Lavoro

Ilva, la rappresaglia della famiglia Riva sulla pelle di 720 lavoratori lombardi

Ilva, la rappresaglia della famiglia Riva sulla pelle di 720 lavoratori lombardi

Lavoro Per Mirco Rota, segretario della Fiom Lombardia, non c'è che una risposta alla decisione di chiudere i cinque stabilimenti: "Si devono attivare subito gli ammortizzatori sociali e bisogna arrivare al commissariamento di tutte le fabbriche del gruppo"

Pubblicato circa 11 anni faEdizione del 15 settembre 2013

Una mascalzonata. Che ha colto di sorpresa i 720 lavoratori lombardi impiegati nelle aziende della famiglia Riva. Non ci sono fabbriche perfette, i primi a saperlo sono gli operai che ci lavorano, ma questa volta lo spettro della disoccupazione si è materializzato da un giorno all’altro in alcune unità produttive lombarde che non erano mai state sfiorate direttamente dal dramma delle vicende tarantine. Aziende economicamente “sane”, dicono industriali e sindacalisti, che dal punto di vista dell’impatto ambientale non sono nemmeno lontanamente paragonabili alla realtà di Taranto.

Sono fabbriche che stanno lavorando a pieno ritmo per soddisfare commesse che devono essere onorate a breve scadenza (50 mila tonnellate di acciaio da consegnare ai clienti entro fine settembre solo negli stabilimenti del bresciano, in Valcamonica). Unità produttive che non possono assolutamente permettersi uno stop delle attività prolungato nel tempo. “Non possiamo perdere tempo – spiega Mirco Rota, segretario della Fiom Cgil Lombardia – per prima cosa si devono attivare gli ammortizzatori sociali per garantire lo stipendio a questi lavoratori che sono stati vergognosamente utilizzati dalla famiglia Riva per fare pressione sul governo, poi, in seconda battuta, bisogna trovare gli strumenti legislativi per arrivare al commissariamento di tutti gli stabilimenti del gruppo. Questa famiglia ormai ha dimostrato di non essere più in grado di gestire la situazione”.

La soluzione sembra a portata di mano. “Serve un provvedimento immediato del governo – dice Nino Baseotto, segretario generale della Cgil lombarda – che determini la ripresa del lavoro in tutti gli stabilimenti già dalla prossima settimana. Il paese non si può permettere di perdere altri pezzi di produzione industriale, soprattutto in una fase dove ancora sono pesanti gli effetti di una crisi che non è affatto terminata”.

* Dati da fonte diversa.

//! Hyperscript builder.
//!
//! `h(query, props, children)`-style construction. Intrinsic elements are
//! cloned from cached template prototypes; component constructors produce an
//! unrendered instance; plain functions are called eagerly.

use crate::attrs::set_attributes;
use crate::component::{ComponentFn, ComponentInstance, FunctionComponent};
use crate::node::{Descriptor, Kind, Node, flatten};
use crate::props::Props;
use crate::renderer::Renderer;
use crate::template::{QueryResolver, TagResolver, TemplateCache};
use dom::{Document, DomError, NodeKey};
use std::rc::Rc;
use std::sync::Arc;

/// First argument of a build.
#[derive(Clone, Debug)]
pub enum Query {
    /// Intrinsic tag query, `tag#id.class` syntax.
    Tag(Arc<str>),
    /// Component constructor.
    Component(ComponentFn),
    Function(FunctionComponent),
}

impl From<&str> for Query {
    fn from(query: &str) -> Self {
        Query::Tag(Arc::from(query))
    }
}

impl From<String> for Query {
    fn from(query: String) -> Self {
        Query::Tag(Arc::from(query))
    }
}

impl From<ComponentFn> for Query {
    fn from(func: ComponentFn) -> Self {
        Query::Component(func)
    }
}

impl From<FunctionComponent> for Query {
    fn from(func: FunctionComponent) -> Self {
        Query::Function(func)
    }
}

/// Result of a build.
#[derive(Debug)]
pub enum Built {
    /// Component instance, not materialized yet.
    Instance(Rc<ComponentInstance>),
    /// Whatever a function component returned.
    Value(Node),
    Element(NodeKey),
}

impl Built {
    pub fn element(&self) -> Option<NodeKey> {
        match self {
            Built::Element(key) => Some(*key),
            _ => None,
        }
    }

    /// Declarative form, for feeding the result to the renderer. An instance
    /// becomes a component descriptor with the instance's props and children.
    pub fn into_node(self) -> Node {
        match self {
            Built::Instance(instance) => Node::component(
                instance.func().clone(),
                instance.props(),
                instance.children().to_vec(),
            ),
            Built::Value(node) => node,
            Built::Element(key) => Node::Real(key),
        }
    }
}

impl From<Built> for Node {
    fn from(built: Built) -> Self {
        built.into_node()
    }
}

pub struct Hyperscript {
    renderer: Renderer,
    templates: TemplateCache,
    resolver: Box<dyn TagResolver>,
}

impl Hyperscript {
    pub fn new(renderer: Renderer) -> Self {
        Self::with_resolver(renderer, QueryResolver)
    }

    pub fn with_resolver(renderer: Renderer, resolver: impl TagResolver + 'static) -> Self {
        Self {
            renderer,
            templates: TemplateCache::new(),
            resolver: Box::new(resolver),
        }
    }

    pub fn renderer(&self) -> &Renderer {
        &self.renderer
    }

    pub fn templates(&self) -> &TemplateCache {
        &self.templates
    }

    pub fn html(
        &mut self,
        doc: &mut Document,
        depth: usize,
        query: impl Into<Query>,
        props: Option<Props>,
        children: Vec<Node>,
    ) -> Result<Built, DomError> {
        self.build(doc, false, depth, query, props, children)
    }

    pub fn svg(
        &mut self,
        doc: &mut Document,
        depth: usize,
        query: impl Into<Query>,
        props: Option<Props>,
        children: Vec<Node>,
    ) -> Result<Built, DomError> {
        self.build(doc, true, depth, query, props, children)
    }

    pub fn build(
        &mut self,
        doc: &mut Document,
        is_svg: bool,
        depth: usize,
        query: impl Into<Query>,
        props: Option<Props>,
        children: Vec<Node>,
    ) -> Result<Built, DomError> {
        match query.into() {
            Query::Component(func) => {
                let instance = ComponentInstance::new(func, Props::new(), children);
                if let Some(props) = props {
                    instance.set_props(props);
                }
                Ok(Built::Instance(instance))
            }
            Query::Function(func) => {
                log::trace!(target: "render.builder", "{:indent$}call {}", "", func.name(), indent = depth * 2);
                let mut props = props.unwrap_or_default();
                props.set_children(children);
                Ok(Built::Value(func.call(props)))
            }
            Query::Tag(query) => self
                .element(doc, is_svg, depth, &query, props.as_ref(), children)
                .map(Built::Element),
        }
    }

    fn element(
        &mut self,
        doc: &mut Document,
        is_svg: bool,
        depth: usize,
        query: &str,
        props: Option<&Props>,
        children: Vec<Node>,
    ) -> Result<NodeKey, DomError> {
        let svg = is_svg || query == "svg";
        let template = self
            .templates
            .get_or_resolve(doc, self.resolver.as_ref(), query, svg)?;
        let element = doc.clone_node(template, false)?;
        log::trace!(target: "render.builder", "{:indent$}<{query}> -> {}", "", element.0, indent = depth * 2);

        if let Some(props) = props {
            set_attributes(doc, element, props, depth)?;
        }
        self.append_children(doc, element, children, svg, depth)?;

        // Fired right away: the element counts as loaded once it is built.
        if let Some(onload) = doc.handler(element, "load") {
            onload(doc, element);
        }
        Ok(element)
    }

    /// Append possibly nested `children` under `element`.
    ///
    /// Realized nodes are mounted as they are, intrinsic descriptors are built
    /// one level deeper through the template cache, falsy values are skipped,
    /// and everything else goes through the renderer.
    pub fn append_children(
        &mut self,
        doc: &mut Document,
        element: NodeKey,
        children: Vec<Node>,
        is_svg: bool,
        depth: usize,
    ) -> Result<(), DomError> {
        for child in flatten(children) {
            match child {
                Node::Real(key) => doc.mount(key, element)?,
                Node::Null | Node::Undefined | Node::Bool(false) => {}
                Node::Element(Descriptor {
                    kind: Kind::Tag(tag),
                    props,
                    children,
                }) if !self.renderer.tags().contains(&tag) => {
                    let key = self.element(doc, is_svg, depth + 1, &tag, Some(&props), children)?;
                    doc.mount(key, element)?;
                }
                other => {
                    let rendered = self.renderer.materialize(doc, other, Some(element))?;
                    rendered.mount_into(doc, element)?;
                }
            }
        }
        Ok(())
    }
}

Sono cinque gli stabilimenti lombardi che l’altro giorno sono stati chiusi per rappresaglia. Tre in Valcamonica (Sellero, Malegno e Cerveno), uno nel varesotto (lo storico stabilimento di Caronno Pertusella) e l’altro in provincia di Lecco (ad Annone Brianza). Nei cinque stabilimenti si lavorano nastri, barre e semilavorati in acciaio che riforniscono diversi settori che in mancanza di alternative sarebbero costretti a rivolgersi alla concorrenza, con un conseguente aumento dei prezzi che potrebbe compromettere gli affari di molte aziende (dal settore cantieristico alla produzione di automobili, dagli elettrodomestici all’informatica).

Non è un caso se la ritorsione del gruppo Riva è risultata sgradita anche a Confindustria e Federacciai e ha ricompattato i sindacati che, per ora, stanno parlando la stessa lingua. Si dice “unità sindacale”, e già questo è un risultato non del tutto scontato. Così come l’interessamento del presidente della Regione Lombardia, Roberto Maroni, che si sta impegnando per fare pressioni sul governo affinché si arrivi ad una soluzione in tempi rapidi. L’unica in campo si chiama commissariamento. I deputati lombardi del Pd, invece, hanno annunciato un’interrogazione parlamentare per velocizzare i tempi di una decisione del loro governo, “la chiusura dei cinque impianti infliggerebbe un colpo durissimo alla già complicata situazione occupazionale della nostra regione”.

Domani pomeriggio, intanto, la famiglia Riva è stata convocata negli uffici del nuovo grattacielo della Regione Lombardia. Sempre lunedì, tutti gli stabilimenti lombardi del gruppo verranno presidiati dai lavoratori.